■ **Problem to solve**: Of the lines listed below, return exactly those that run from the line containing "pub use updown_tetris_types as types;" through the line containing "compacts the grid", both included.

■ **Data under study**:
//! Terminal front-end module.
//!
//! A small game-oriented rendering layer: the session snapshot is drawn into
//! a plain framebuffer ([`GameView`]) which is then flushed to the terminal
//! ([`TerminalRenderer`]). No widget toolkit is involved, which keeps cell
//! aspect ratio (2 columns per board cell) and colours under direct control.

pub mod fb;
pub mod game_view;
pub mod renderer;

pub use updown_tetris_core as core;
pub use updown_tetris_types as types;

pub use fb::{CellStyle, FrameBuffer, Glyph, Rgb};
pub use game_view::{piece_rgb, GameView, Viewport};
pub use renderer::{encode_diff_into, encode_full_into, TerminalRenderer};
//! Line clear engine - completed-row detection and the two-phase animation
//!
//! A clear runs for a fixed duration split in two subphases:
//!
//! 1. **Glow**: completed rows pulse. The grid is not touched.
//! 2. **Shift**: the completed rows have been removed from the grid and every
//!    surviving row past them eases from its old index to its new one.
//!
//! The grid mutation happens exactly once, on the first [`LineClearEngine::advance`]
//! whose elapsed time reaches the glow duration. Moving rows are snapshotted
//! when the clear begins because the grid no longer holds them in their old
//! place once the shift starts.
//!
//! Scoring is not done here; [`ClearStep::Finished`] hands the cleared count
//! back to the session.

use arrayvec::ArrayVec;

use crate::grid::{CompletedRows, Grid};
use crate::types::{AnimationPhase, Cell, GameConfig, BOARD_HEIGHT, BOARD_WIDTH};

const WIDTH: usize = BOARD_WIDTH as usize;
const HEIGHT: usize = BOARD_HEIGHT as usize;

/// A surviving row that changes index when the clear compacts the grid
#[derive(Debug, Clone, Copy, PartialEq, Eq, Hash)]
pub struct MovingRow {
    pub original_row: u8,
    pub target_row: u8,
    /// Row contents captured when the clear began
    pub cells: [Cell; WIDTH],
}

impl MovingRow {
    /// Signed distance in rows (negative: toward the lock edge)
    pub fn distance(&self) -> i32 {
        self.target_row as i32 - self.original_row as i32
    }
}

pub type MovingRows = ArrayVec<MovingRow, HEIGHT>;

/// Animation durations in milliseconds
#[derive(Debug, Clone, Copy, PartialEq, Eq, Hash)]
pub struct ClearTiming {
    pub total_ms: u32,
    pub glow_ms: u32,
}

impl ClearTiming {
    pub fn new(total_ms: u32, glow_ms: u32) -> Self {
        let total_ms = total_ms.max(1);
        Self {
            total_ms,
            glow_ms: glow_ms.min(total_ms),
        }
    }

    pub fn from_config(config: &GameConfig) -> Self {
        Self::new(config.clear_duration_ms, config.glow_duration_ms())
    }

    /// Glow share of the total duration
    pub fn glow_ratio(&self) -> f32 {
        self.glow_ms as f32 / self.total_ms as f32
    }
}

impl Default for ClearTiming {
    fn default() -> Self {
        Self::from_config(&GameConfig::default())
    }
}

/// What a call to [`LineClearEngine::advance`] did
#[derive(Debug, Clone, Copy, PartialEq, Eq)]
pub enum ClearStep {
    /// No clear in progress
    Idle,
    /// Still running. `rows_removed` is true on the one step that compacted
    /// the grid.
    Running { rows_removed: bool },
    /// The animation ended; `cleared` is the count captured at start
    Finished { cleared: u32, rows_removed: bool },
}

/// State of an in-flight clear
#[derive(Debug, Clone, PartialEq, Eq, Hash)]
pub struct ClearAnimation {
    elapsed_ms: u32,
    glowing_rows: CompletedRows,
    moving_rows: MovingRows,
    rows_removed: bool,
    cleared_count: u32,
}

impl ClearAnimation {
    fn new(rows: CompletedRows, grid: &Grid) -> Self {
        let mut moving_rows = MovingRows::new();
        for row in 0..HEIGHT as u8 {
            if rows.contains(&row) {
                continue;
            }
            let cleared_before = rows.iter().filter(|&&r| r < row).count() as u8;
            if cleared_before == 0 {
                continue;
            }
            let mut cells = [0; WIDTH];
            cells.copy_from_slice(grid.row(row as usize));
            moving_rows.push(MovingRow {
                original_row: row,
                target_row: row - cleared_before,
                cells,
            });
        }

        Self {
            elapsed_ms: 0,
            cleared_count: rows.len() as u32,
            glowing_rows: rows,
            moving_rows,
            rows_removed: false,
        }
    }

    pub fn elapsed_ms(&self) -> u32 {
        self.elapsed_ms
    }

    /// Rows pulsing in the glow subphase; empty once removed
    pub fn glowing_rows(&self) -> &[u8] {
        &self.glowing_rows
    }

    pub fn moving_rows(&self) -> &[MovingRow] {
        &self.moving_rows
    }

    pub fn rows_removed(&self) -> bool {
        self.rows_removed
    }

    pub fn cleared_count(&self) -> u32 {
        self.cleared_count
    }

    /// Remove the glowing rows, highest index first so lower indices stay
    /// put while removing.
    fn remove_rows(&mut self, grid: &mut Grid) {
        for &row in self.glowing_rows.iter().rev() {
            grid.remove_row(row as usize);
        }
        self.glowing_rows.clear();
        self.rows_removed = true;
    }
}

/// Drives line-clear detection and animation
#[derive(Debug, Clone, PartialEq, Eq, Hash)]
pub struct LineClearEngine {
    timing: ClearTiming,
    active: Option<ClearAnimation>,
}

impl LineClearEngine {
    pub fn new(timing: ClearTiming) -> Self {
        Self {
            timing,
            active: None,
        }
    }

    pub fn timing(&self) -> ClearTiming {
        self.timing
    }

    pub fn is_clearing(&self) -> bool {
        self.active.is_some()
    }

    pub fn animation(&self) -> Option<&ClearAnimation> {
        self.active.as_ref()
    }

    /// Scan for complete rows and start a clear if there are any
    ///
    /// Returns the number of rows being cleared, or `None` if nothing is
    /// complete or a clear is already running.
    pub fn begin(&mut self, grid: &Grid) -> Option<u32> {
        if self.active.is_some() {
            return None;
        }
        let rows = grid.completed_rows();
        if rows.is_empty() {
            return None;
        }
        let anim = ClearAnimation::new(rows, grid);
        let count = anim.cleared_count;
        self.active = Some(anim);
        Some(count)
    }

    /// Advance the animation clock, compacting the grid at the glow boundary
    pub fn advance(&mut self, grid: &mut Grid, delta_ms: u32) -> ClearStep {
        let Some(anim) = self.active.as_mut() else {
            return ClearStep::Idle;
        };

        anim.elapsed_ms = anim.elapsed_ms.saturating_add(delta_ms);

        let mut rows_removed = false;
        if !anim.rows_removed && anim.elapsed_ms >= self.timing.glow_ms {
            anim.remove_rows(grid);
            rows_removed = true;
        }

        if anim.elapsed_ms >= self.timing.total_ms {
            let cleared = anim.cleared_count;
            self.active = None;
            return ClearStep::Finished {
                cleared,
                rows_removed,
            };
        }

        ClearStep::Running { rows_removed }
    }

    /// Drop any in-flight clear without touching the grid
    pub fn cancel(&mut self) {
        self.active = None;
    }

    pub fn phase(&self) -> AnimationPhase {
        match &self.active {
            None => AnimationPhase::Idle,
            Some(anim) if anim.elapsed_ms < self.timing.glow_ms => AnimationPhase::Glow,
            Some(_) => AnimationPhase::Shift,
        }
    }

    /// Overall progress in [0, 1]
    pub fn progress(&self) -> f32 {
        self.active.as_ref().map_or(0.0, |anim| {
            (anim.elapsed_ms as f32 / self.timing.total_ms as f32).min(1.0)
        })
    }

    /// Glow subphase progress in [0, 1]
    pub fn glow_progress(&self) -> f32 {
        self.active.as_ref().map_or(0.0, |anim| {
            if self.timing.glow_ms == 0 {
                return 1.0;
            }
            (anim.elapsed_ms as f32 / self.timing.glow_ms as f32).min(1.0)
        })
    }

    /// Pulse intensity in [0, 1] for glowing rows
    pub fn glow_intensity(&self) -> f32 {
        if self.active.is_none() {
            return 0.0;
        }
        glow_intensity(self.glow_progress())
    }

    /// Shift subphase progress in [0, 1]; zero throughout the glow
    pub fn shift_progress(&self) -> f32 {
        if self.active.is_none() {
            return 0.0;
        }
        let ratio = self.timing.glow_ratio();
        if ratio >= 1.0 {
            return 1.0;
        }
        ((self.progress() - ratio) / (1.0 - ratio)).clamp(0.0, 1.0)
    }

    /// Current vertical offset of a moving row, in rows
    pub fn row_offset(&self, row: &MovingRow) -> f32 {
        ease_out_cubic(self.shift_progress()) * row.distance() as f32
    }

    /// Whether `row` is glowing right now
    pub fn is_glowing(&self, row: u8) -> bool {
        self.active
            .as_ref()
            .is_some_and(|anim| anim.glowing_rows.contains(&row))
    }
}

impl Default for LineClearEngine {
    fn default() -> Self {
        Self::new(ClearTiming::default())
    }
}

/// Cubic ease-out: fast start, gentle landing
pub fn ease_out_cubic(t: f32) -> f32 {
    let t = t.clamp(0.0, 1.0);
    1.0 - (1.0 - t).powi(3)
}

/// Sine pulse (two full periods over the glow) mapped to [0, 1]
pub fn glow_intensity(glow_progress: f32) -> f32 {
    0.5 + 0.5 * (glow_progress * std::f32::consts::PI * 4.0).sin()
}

■ **Task result**:
pub use updown_tetris_types as types;

pub use fb::{CellStyle, FrameBuffer, Glyph, Rgb};
pub use game_view::{piece_rgb, GameView, Viewport};
pub use renderer::{encode_diff_into, encode_full_into, TerminalRenderer};
//! Line clear engine - completed-row detection and the two-phase animation
//!
//! A clear runs for a fixed duration split in two subphases:
//!
//! 1. **Glow**: completed rows pulse. The grid is not touched.
//! 2. **Shift**: the completed rows have been removed from the grid and every
//!    surviving row past them eases from its old index to its new one.
//!
//! The grid mutation happens exactly once, on the first [`LineClearEngine::advance`]
//! whose elapsed time reaches the glow duration. Moving rows are snapshotted
//! when the clear begins because the grid no longer holds them in their old
//! place once the shift starts.
//!
//! Scoring is not done here; [`ClearStep::Finished`] hands the cleared count
//! back to the session.

use arrayvec::ArrayVec;

use crate::grid::{CompletedRows, Grid};
use crate::types::{AnimationPhase, Cell, GameConfig, BOARD_HEIGHT, BOARD_WIDTH};

const WIDTH: usize = BOARD_WIDTH as usize;
const HEIGHT: usize = BOARD_HEIGHT as usize;

/// A surviving row that changes index when the clear compacts the grid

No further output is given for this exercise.